| WHAT IS BEING ASKED |
Determine how many lines in the material below contain the word "streaming", and give that number without comment.

| TASK DATA |
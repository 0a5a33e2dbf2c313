//! Axum route handlers for the Plan Session API.

use std::convert::Infallible;
use std::time::Duration;

use axum::{
    extract::{Path, State},
    http::StatusCode,
    response::sse::{Event, KeepAlive, Sse},
    Json,
};
use chrono::{DateTime, Utc};
use futures::stream::{Stream, StreamExt};
use serde::{Deserialize, Serialize};
use tokio_stream::wrappers::WatchStream;
use tracing::info;
use uuid::Uuid;

use crate::errors::AppError;
use crate::models::profile::Profile;
use crate::models::transcript::Message;
use crate::planner::prompt_builder::{classify_goal, GoalKind};
use crate::session::PlanSession;
use crate::state::AppState;

// ────────────────────────────────────────────────────────────────────────────
// Request / Response types
// ────────────────────────────────────────────────────────────────────────────

#[derive(Debug, Serialize)]
pub struct CreateSessionResponse {
    pub session_id: Uuid,
    pub goal_kind: GoalKind,
}

#[derive(Debug, Serialize)]
pub struct SessionView {
    pub session_id: Uuid,
    pub created_at: DateTime<Utc>,
    pub busy: bool,
    pub messages: Vec<Message>,
}

impl SessionView {
    fn of(session: &PlanSession) -> Self {
        Self {
            session_id: session.id(),
            created_at: session.created_at(),
            busy: session.is_busy(),
            messages: session.transcript(),
        }
    }
}

#[derive(Debug, Deserialize)]
pub struct SendMessageRequest {
    pub text: String,
}

// ────────────────────────────────────────────────────────────────────────────
// Handlers
// ────────────────────────────────────────────────────────────────────────────

/// POST /api/v1/sessions
///
/// Validates the submitted profile and starts a plan session. The plan streams
/// in the background; poll the session or subscribe to its events.
pub async fn handle_create_session(
    State(state): State<AppState>,
    Json(profile): Json<Profile>,
) -> Result<(StatusCode, Json<CreateSessionResponse>), AppError> {
    let violations = profile.validate();
    if !violations.is_empty() {
        let details = violations
            .iter()
            .map(|v| format!("{}: {}", v.field, v.reason))
            .collect::<Vec<_>>()
            .join("; ");
        return Err(AppError::Validation(details));
    }

    let goal_kind = classify_goal(&profile.financial_goal);
    let user = state.user.current().await;
    let session = state
        .sessions
        .create(profile, state.provider.clone(), user)
        .await;

    Ok((
        StatusCode::CREATED,
        Json(CreateSessionResponse {
            session_id: session.id(),
            goal_kind,
        }),
    ))
}

/// GET /api/v1/sessions/:id
pub async fn handle_get_session(
    State(state): State<AppState>,
    Path(id): Path<Uuid>,
) -> Result<Json<SessionView>, AppError> {
    let session = find(&state, id).await?;
    Ok(Json(SessionView::of(&session)))
}

/// GET /api/v1/sessions/:id/events
///
/// Server-sent `transcript` events carrying the full transcript after every
/// change, starting with the current one. Ends when the session closes.
pub async fn handle_session_events(
    State(state): State<AppState>,
    Path(id): Path<Uuid>,
) -> Result<Sse<impl Stream<Item = Result<Event, Infallible>>>, AppError> {
    let session = find(&state, id).await?;

    let updates = WatchStream::new(session.subscribe())
        .take_until(session.closed())
        .map(|transcript| {
            let event = Event::default()
                .event("transcript")
                .json_data(&transcript)
                .unwrap_or_else(|_| Event::default().event("error"));
            Ok(event)
        });

    Ok(Sse::new(updates).keep_alive(
        KeepAlive::new()
            .interval(Duration::from_secs(15))
            .text("ping"),
    ))
}

/// POST /api/v1/sessions/:id/messages
///
/// Accepts a follow-up and streams the reply in the background.
/// 409 while a previous reply is still streaming; the message is dropped.
pub async fn handle_send_message(
    State(state): State<AppState>,
    Path(id): Path<Uuid>,
    Json(request): Json<SendMessageRequest>,
) -> Result<StatusCode, AppError> {
    let session = find(&state, id).await?;
    let turn = session.begin_turn(&request.text)?;
    state.sessions.spawn_turn(turn);
    Ok(StatusCode::ACCEPTED)
}

/// DELETE /api/v1/sessions/:id
///
/// Closes the session. The transcript upload runs detached; this returns
/// without waiting for it.
pub async fn handle_close_session(
    State(state): State<AppState>,
    Path(id): Path<Uuid>,
) -> Result<StatusCode, AppError> {
    state
        .sessions
        .close(id, state.sink.clone())
        .await
        .ok_or_else(|| AppError::NotFound(format!("Session {id} not found")))?;
    info!(session_id = %id, "Session close requested");
    Ok(StatusCode::NO_CONTENT)
}

async fn find(state: &AppState, id: Uuid) -> Result<std::sync::Arc<PlanSession>, AppError> {
    state
        .sessions
        .get(id)
        .await
        .ok_or_else(|| AppError::NotFound(format!("Session {id} not found")))
}
//! Google Gemini chat provider (Generative Language REST API).
//!
//! `open()` probes the model endpoint so an unreachable provider or a rejected
//! key fails at session start. Each `send()` posts the whole conversation to
//! `streamGenerateContent?alt=sse` and yields text parts as they arrive. A turn
//! is committed to the history only when its stream ends cleanly.

use std::sync::Arc;
use std::time::Duration;

use async_trait::async_trait;
use futures::stream::{self, StreamExt};
use reqwest::Client;
use reqwest_eventsource::retry::Never;
use reqwest_eventsource::{Event, EventSource};
use serde::{Deserialize, Serialize};
use tokio::sync::Mutex;
use tracing::{debug, warn};

use super::{ChatProvider, ChatSession, FragmentStream, LlmError, MODEL};

const API_KEY_HEADER: &str = "x-goog-api-key";

#[derive(Clone)]
pub struct GeminiProvider {
    client: Client,
    api_key: String,
    base_url: String,
    timeout: Duration,
}

impl GeminiProvider {
    /// `timeout` bounds connecting and waiting for response headers; a
    /// streaming body may take longer.
    pub fn new(api_key: String, base_url: &str, timeout: Duration) -> Result<Self, LlmError> {
        let client = Client::builder().connect_timeout(timeout).build()?;
        Ok(Self {
            client,
            api_key,
            base_url: base_url.trim_end_matches('/').to_string(),
            timeout,
        })
    }
}
//! Integer pixel geometry used at the measure and bounds boundaries.

/// A measured size in whole pixels. Components never produce negative sizes;
/// constructors clamp.
#[derive(Clone, Copy, Debug, Default, PartialEq, Eq)]
pub struct Size {
    pub width: i32,
    pub height: i32,
}

impl Size {
    pub const ZERO: Size = Size {
        width: 0,
        height: 0,
    };

    pub fn new(width: i32, height: i32) -> Self {
        Self {
            width: width.max(0),
            height: height.max(0),
        }
    }
}

/// Finalized layout bounds assigned by the tree's layout pass.
#[derive(Clone, Copy, Debug, Default, PartialEq, Eq)]
pub struct Rect {
    pub x: i32,
    pub y: i32,
    pub width: i32,
    pub height: i32,
}

impl Rect {
    pub fn new(x: i32, y: i32, width: i32, height: i32) -> Self {
        Self {
            x,
            y,
            width: width.max(0),
            height: height.max(0),
        }
    }

    pub fn size(&self) -> Size {
        Size::new(self.width, self.height)
    }

    pub fn contains(&self, x: i32, y: i32) -> bool {
        x >= self.x && x < self.x + self.width && y >= self.y && y < self.y + self.height
    }
}

/// Sizing constraints handed to `on_measure`. `i32::MAX` means unbounded.
#[derive(Clone, Copy, Debug, PartialEq, Eq)]
pub struct SizeConstraints {
    pub min_width: i32,
    pub max_width: i32,
    pub min_height: i32,
    pub max_height: i32,
}

impl SizeConstraints {
    pub const UNBOUNDED: i32 = i32::MAX;

    /// Constraints with exact width and height.
    pub fn tight(width: i32, height: i32) -> Self {
        Self {
            min_width: width,
            max_width: width,
            min_height: height,
            max_height: height,
        }
    }

    /// Constraints with loose bounds (min = 0, max = given values).
    pub fn loose(max_width: i32, max_height: i32) -> Self {
        Self {
            min_width: 0,
            max_width,
            min_height: 0,
            max_height,
        }
    }

    pub fn is_tight(&self) -> bool {
        self.min_width == self.max_width && self.min_height == self.max_height
    }

    pub fn has_bounded_width(&self) -> bool {
        self.max_width != Self::UNBOUNDED
    }

    pub fn has_bounded_height(&self) -> bool {
        self.max_height != Self::UNBOUNDED
    }

    /// Clamps the given size into these constraints.
    pub fn constrain(&self, size: Size) -> Size {
        Size::new(
            size.width.clamp(self.min_width, self.max_width),
            size.height.clamp(self.min_height, self.max_height),
        )
    }
}

#[cfg(test)]
mod tests {
    use super::*;

    #[test]
    fn constrain_clamps_both_axes() {
        let constraints = SizeConstraints::loose(100, 50);
        assert_eq!(
            constraints.constrain(Size::new(200, 20)),
            Size::new(100, 20)
        );
        let tight = SizeConstraints::tight(30, 40);
        assert!(tight.is_tight());
        assert_eq!(tight.constrain(Size::ZERO), Size::new(30, 40));
    }

    #[test]
    fn sizes_never_go_negative() {
        assert_eq!(Size::new(-5, 10), Size::new(0, 10));
        assert_eq!(Rect::new(0, 0, -1, -1).size(), Size::ZERO);
    }

    #[test]
    fn rect_contains_is_half_open() {
        let rect = Rect::new(10, 10, 5, 5);
        assert!(rect.contains(10, 10));
        assert!(rect.contains(14, 14));
        assert!(!rect.contains(15, 10));
    }
}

| TASK OUTPUT |
2